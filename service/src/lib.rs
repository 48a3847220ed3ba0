//
// Copyright 2017-2026 Hans W. Uhlig. All Rights Reserved.
//
// Licensed under the Apache License, Version 2.0 (the "License");
// you may not use this file except in compliance with the License.
// You may obtain a copy of the License at
//
//      http://www.apache.org/licenses/LICENSE-2.0
//
// Unless required by applicable law or agreed to in writing, software
// distributed under the License is distributed on an "AS IS" BASIS,
// WITHOUT WARRANTIES OR CONDITIONS OF ANY KIND, either express or implied.
// See the License for the specific language governing permissions and
// limitations under the License.
//

//! Broadsock connection hub
//!
//! A TCP hub that relays every framed message a client sends to all other
//! connected clients, prefixed with the sender's id. Clients are told when
//! peers join and leave.
//!
//! - Lock-free client registry shared by the accept loop and all workers
//! - One worker task per client, so a slow reader never stalls the others
//! - Encode-once concurrent fan-out with per-recipient write timeouts
//! - Failed recipients are evicted, never retried
//! - Pluggable message handling and session lifecycle hooks
//!
//! # Architecture
//!
//! ```text
//! BroadsockServer (accept loop)
//!     ↓
//! ConnectionRegistry ← Dispatcher ← MessageHandler
//!     ↓                    ↑
//! ClientWorker (one per client)
//! ```
//!
//! # Example
//!
//! ```no_run
//! use broadsock_service::{
//!     BroadcastHandler, BroadsockServer, ClaimSessionHandler, LocalSessionLifecycle, ServerConfig,
//! };
//! use std::sync::Arc;
//!
//! #[tokio::main]
//! async fn main() -> Result<(), Box<dyn std::error::Error>> {
//!     let lifecycle = Arc::new(LocalSessionLifecycle::new());
//!     lifecycle.reserve_player_session("psess-1");
//!
//!     let server = BroadsockServer::with_lifecycle(ServerConfig::default(), lifecycle).await?;
//!     server
//!         .start(Arc::new(ClaimSessionHandler::new(BroadcastHandler)))
//!         .await?;
//!
//!     let reason = server.wait().await;
//!     std::process::exit(reason.exit_code());
//! }
//! ```

mod client;
mod config;
mod dispatcher;
mod error;
mod handler;
mod lifecycle;
mod metrics;
mod registry;
mod server;
mod types;
mod worker;

pub use client::{CUSTOM_DATA_SIZE, Client};
pub use config::{DEFAULT_PORT, FIRST_CLIENT_ID, MAX_CLIENTS, ServerConfig};
pub use dispatcher::{BroadcastResult, DeliveryPolicy, Dispatcher};
pub use error::{Result, ServiceError};
pub use handler::{BroadcastHandler, ClaimSessionHandler, MessageHandler};
pub use lifecycle::{ClaimError, LocalSessionLifecycle, SessionLifecycle};
pub use metrics::{MetricsSnapshot, ServerMetrics};
pub use registry::ConnectionRegistry;
pub use server::BroadsockServer;
pub use types::{
    ClientId, ClientInfo, ClientState, ExitReason, ServerSnapshot, TERMINATION_EXIT_CODE,
};
pub use worker::ClientWorker;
== == ==
● Requirement: Write out the material once more so that every line matches exactly.

● Written response:
filename service/src/lib.rs
repository 48a3847220ed3ba0
//
// Copyright 2017-2026 Hans W. Uhlig. All Rights Reserved.
//
// Licensed under the Apache License, Version 2.0 (the "License");
// you may not use this file except in compliance with the License.
// You may obtain a copy of the License at
//
//      http://www.apache.org/licenses/LICENSE-2.0
//
// Unless required by applicable law or agreed to in writing, software
// distributed under the License is distributed on an "AS IS" BASIS,
// WITHOUT WARRANTIES OR CONDITIONS OF ANY KIND, either express or implied.
// See the License for the specific language governing permissions and
// limitations under the License.
//

//! Broadsock connection hub
//!
//! A TCP hub that relays every framed message a client sends to all other
//! connected clients, prefixed with the sender's id. Clients are told when
//! peers join and leave.
//!
//! - Lock-free client registry shared by the accept loop and all workers
//! - One worker task per client, so a slow reader never stalls the others
//! - Encode-once concurrent fan-out with per-recipient write timeouts
//! - Failed recipients are evicted, never retried
//! - Pluggable message handling and session lifecycle hooks
//!
//! # Architecture
//!
//! ```text
//! BroadsockServer (accept loop)
//!     ↓
//! ConnectionRegistry ← Dispatcher ← MessageHandler
//!     ↓                    ↑
//! ClientWorker (one per client)
//! ```
//!
//! # Example
//!
//! ```no_run
//! use broadsock_service::{
//!     BroadcastHandler, BroadsockServer, ClaimSessionHandler, LocalSessionLifecycle, ServerConfig,
//! };
//! use std::sync::Arc;
//!
//! #[tokio::main]
//! async fn main() -> Result<(), Box<dyn std::error::Error>> {
//!     let lifecycle = Arc::new(LocalSessionLifecycle::new());
//!     lifecycle.reserve_player_session("psess-1");
//!
//!     let server = BroadsockServer::with_lifecycle(ServerConfig::default(), lifecycle).await?;
//!     server
//!         .start(Arc::new(ClaimSessionHandler::new(BroadcastHandler)))
//!         .await?;
//!
//!     let reason = server.wait().await;
//!     std::process::exit(reason.exit_code());
//! }
//! ```

mod client;
mod config;
mod dispatcher;
mod error;
mod handler;
mod lifecycle;
mod metrics;
mod registry;
mod server;
mod types;
mod worker;

pub use client::{CUSTOM_DATA_SIZE, Client};
pub use config::{DEFAULT_PORT, FIRST_CLIENT_ID, MAX_CLIENTS, ServerConfig};
pub use dispatcher::{BroadcastResult, DeliveryPolicy, Dispatcher};
pub use error::{Result, ServiceError};
pub use handler::{BroadcastHandler, ClaimSessionHandler, MessageHandler};
pub use lifecycle::{ClaimError, LocalSessionLifecycle, SessionLifecycle};
pub use metrics::{MetricsSnapshot, ServerMetrics};
pub use registry::ConnectionRegistry;
pub use server::BroadsockServer;
pub use types::{
    ClientId, ClientInfo, ClientState, ExitReason, ServerSnapshot, TERMINATION_EXIT_CODE,
};
pub use worker::ClientWorker;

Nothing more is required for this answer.